Happy Birthday Daw Aung San Suu Kyi.

Friday, 18 June 2010

Factual Friday

It is possible that on this day in 1178 five monks in Canterbury witnessed the formation of the Giordano Bruno lunar crater. They reported to their chronicler, Gervase, that they saw two horns of light coming from the shaded part of the moon. Theories suggest that when a meteorite hits the moon there would be plumes of molten rock, which may have been what the monks were describing. Also, the ray system (the bits blasted from the impact) is unfaded and the rim is still visible, suggesting it is quite recent. Well, less than 350 million years young. However, an impact of this size on the moon would have affects on Earth, but nothing of the sort was recorded in any civilisation at the time.

Earth has its own mysterious impact sites. One of these is found in Russia, and is known as the Tunguska event. It happened on 30th June, 1908 at thirteen minutes and thirty five seconds past midnight, Greenwich Mean Time. What is thought to have happened is that a meteorite or comet fragment exploded between 5-10km above the Earth's surface. The explosion felled about 80 million trees, over an area of 2150km². Although there is no crater, a lake may have been formed by a fragment of it.

These two events, although 730 years apart, may be linked. They both could have been caused by the Beta Taurid meteor shower that occurs during June and July each year. However, there's no point in trying to go out at night and observe them, because the meteors approach from the day time side so the sunlight renders them invisible.

However, if you want to see an astrological event the Comet McNaught is visible in the UK's sky at the moment. It will be at its brightest on June 22nd. Comet McNaught, or C/2009 R1 as about fifty comets are called 'Comet McNaught' (Mr McNaught keeps on finding the things), is not one that will be coming back, like Hale's Comet, so this is the only opportunity ever to see it. It's most likely to be spotted at dawn or dusk.

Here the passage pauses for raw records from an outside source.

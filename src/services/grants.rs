use async_trait::async_trait;
use chrono::Duration;
use std::sync::Arc;
use thiserror::Error;

use crate::config::StorageConfig;
use crate::models::{AccessGrant, AccessMode, GrantRequest, ObjectPage};
use crate::services::cache::Clock;
use crate::services::ServiceError;

/// Failures surfaced by the object-storage port. Transient unavailability
/// is kept distinct from a missing bucket so callers can decide retry vs.
/// hard failure.
#[derive(Debug, Error)]
pub enum StoreError {
    #[error("bucket '{0}' does not exist")]
    BucketNotFound(String),

    #[error("object storage unavailable: {0}")]
    Unavailable(String),
}

/// Port onto the object-storage service: grant lifecycle plus bucket
/// listing. The storage service is the sole authority for grant state.
#[async_trait]
pub trait ObjectStore: Send + Sync {
    async fn list_grants(&self, bucket: &str) -> Result<Vec<AccessGrant>, StoreError>;

    async fn delete_grant(&self, bucket: &str, grant_id: &str) -> Result<(), StoreError>;

    async fn create_grant(
        &self,
        bucket: &str,
        request: GrantRequest,
    ) -> Result<AccessGrant, StoreError>;

    async fn list_objects(
        &self,
        bucket: &str,
        start: Option<&str>,
    ) -> Result<ObjectPage, StoreError>;
}

/// Manages the outstanding time-limited read grants for the configured
/// bucket: purges expired grants and issues new ones on demand.
///
/// Issuance does not deduplicate by object path; rapid repeated views of
/// the same content hold multiple live grants until the next sweep. That is
/// a deliberate capacity trade-off, bounded by the sweep running before
/// every new grant.
#[derive(Clone)]
pub struct GrantManager {
    store: Arc<dyn ObjectStore>,
    clock: Arc<dyn Clock>,
    bucket: String,
    endpoint: String,
    validity_secs: u64,
}

impl GrantManager {
    pub fn new(store: Arc<dyn ObjectStore>, clock: Arc<dyn Clock>, config: &StorageConfig) -> Self {
        Self {
            store,
            clock,
            bucket: config.bucket.clone(),
            endpoint: config.endpoint.clone(),
            validity_secs: config.grant_validity_secs,
        }
    }

    /// Delete every grant for the bucket whose expiry has passed. Runs
    /// synchronously before each issuance rather than on a background
    /// timer, which bounds stale-grant accumulation to at most one new
    /// entry per issuance at the cost of an extra list round trip.
    pub async fn sweep_expired(&self) -> Result<usize, ServiceError> {
        let now = self.clock.now();
        let grants = self.store.list_grants(&self.bucket).await?;

        let mut removed = 0;
        for grant in grants {
            if grant.is_expired(now) {
                self.store.delete_grant(&self.bucket, &grant.id).await?;
                removed += 1;
            }
        }
        Ok(removed)
    }

    /// Sweep, then create a fresh read-only grant for `object_path` with
    /// bucket listing denied, and compose the externally reachable URL.
    ///
    /// Not transactional: a failure during the sweep aborts the whole
    /// issuance, and no grant is assumed to exist unless the create call
    /// confirmed it.
    pub async fn issue(&self, object_path: &str) -> Result<String, ServiceError> {
        let removed = self.sweep_expired().await?;
        if removed > 0 {
            tracing::info!(
                removed = removed,
                bucket = %self.bucket,
                "Purged expired access grants"
            );
        }

        let now = self.clock.now();
        let expires_at = now + Duration::seconds(self.validity_secs as i64);
        let grant = self
            .store
            .create_grant(
                &self.bucket,
                GrantRequest {
                    name: format!("{}{}", object_path, expires_at.to_rfc3339()),
                    object_path: object_path.to_string(),
                    access: AccessMode::ObjectRead,
                    expires_at,
                },
            )
            .await?;

        tracing::debug!(
            grant_id = %grant.id,
            object_path = %object_path,
            expires_at = %grant.expires_at,
            "Access grant issued"
        );
        Ok(format!("{}{}{}", self.endpoint, grant.access_uri, object_path))
    }
}

/// In-process [`ObjectStore`] used by tests and local development.
pub struct MockObjectStore {
    pub grants: std::sync::Mutex<Vec<AccessGrant>>,
    pub objects: std::sync::Mutex<Vec<String>>,
    pub page_size: usize,
    pub unavailable: std::sync::atomic::AtomicBool,
    next_id: std::sync::atomic::AtomicU64,
}

impl Default for MockObjectStore {
    fn default() -> Self {
        Self::new()
    }
}

impl MockObjectStore {
    pub fn new() -> Self {
        Self {
            grants: std::sync::Mutex::new(Vec::new()),
            objects: std::sync::Mutex::new(Vec::new()),
            page_size: 100,
            unavailable: std::sync::atomic::AtomicBool::new(false),
            next_id: std::sync::atomic::AtomicU64::new(1),
        }
    }

    pub fn with_objects(names: &[&str]) -> Self {
        let store = Self::new();
        *store.objects.lock().unwrap() = names.iter().map(|n| n.to_string()).collect();
        store
    }

    pub fn page_size(mut self, page_size: usize) -> Self {
        self.page_size = page_size;
        self
    }

    fn check_available(&self) -> Result<(), StoreError> {
        if self.unavailable.load(std::sync::atomic::Ordering::SeqCst) {
            return Err(StoreError::Unavailable("mock store offline".to_string()));
        }
        Ok(())
    }
}

#[async_trait]
impl ObjectStore for MockObjectStore {
    async fn list_grants(&self, _bucket: &str) -> Result<Vec<AccessGrant>, StoreError> {
        self.check_available()?;
        Ok(self.grants.lock().unwrap().clone())
    }

    async fn delete_grant(&self, _bucket: &str, grant_id: &str) -> Result<(), StoreError> {
        self.check_available()?;
        self.grants.lock().unwrap().retain(|g| g.id != grant_id);
        Ok(())
    }

    async fn create_grant(
        &self,
        _bucket: &str,
        request: GrantRequest,
    ) -> Result<AccessGrant, StoreError> {
        self.check_available()?;
        let n = self
            .next_id
            .fetch_add(1, std::sync::atomic::Ordering::SeqCst);
        let grant = AccessGrant {
            id: format!("grant-{}", n),
            name: request.name,
            access_uri: format!("/p/token-{}/n/test/b/test/o/", n),
            expires_at: request.expires_at,
        };
        self.grants.lock().unwrap().push(grant.clone());
        Ok(grant)
    }

    async fn list_objects(
        &self,
        _bucket: &str,
        start: Option<&str>,
    ) -> Result<ObjectPage, StoreError> {
        self.check_available()?;
        let objects = self.objects.lock().unwrap();
        let offset: usize = start.and_then(|s| s.parse().ok()).unwrap_or(0);
        let page: Vec<_> = objects
            .iter()
            .skip(offset)
            .take(self.page_size)
            .map(|name| crate::models::StorageObject {
                name: name.clone(),
                size: None,
                time_created: None,
            })
            .collect();
        let next = offset + page.len();
        let next_start = if next < objects.len() {
            Some(next.to_string())
        } else {
            None
        };
        Ok(ObjectPage {
            objects: page,
            next_start,
        })
    }
}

That is the end of another Factual Friday.

Saturday, 12 June 2010

Never miss a post

If you're anything like me, which I hope you're not because then you have problems, you often forget to check who has posted a new post and find yourself spending every Saturday afternoon catching up on your favourite blogs.

So it is unlikely that this is your favourite blog, but if it is one that you want to keep up to date with I have a solution. I can make it so you get emailed every new post, complete with pictures and all, as soon as it is published.

To do that, I only need one thing: your email address. You can email that to me at or by clicking here. You can also use that address to email me blog related things or offer me lots of money as long as I give you all my banking security details. I'm pretty gullible, so it's likely to work.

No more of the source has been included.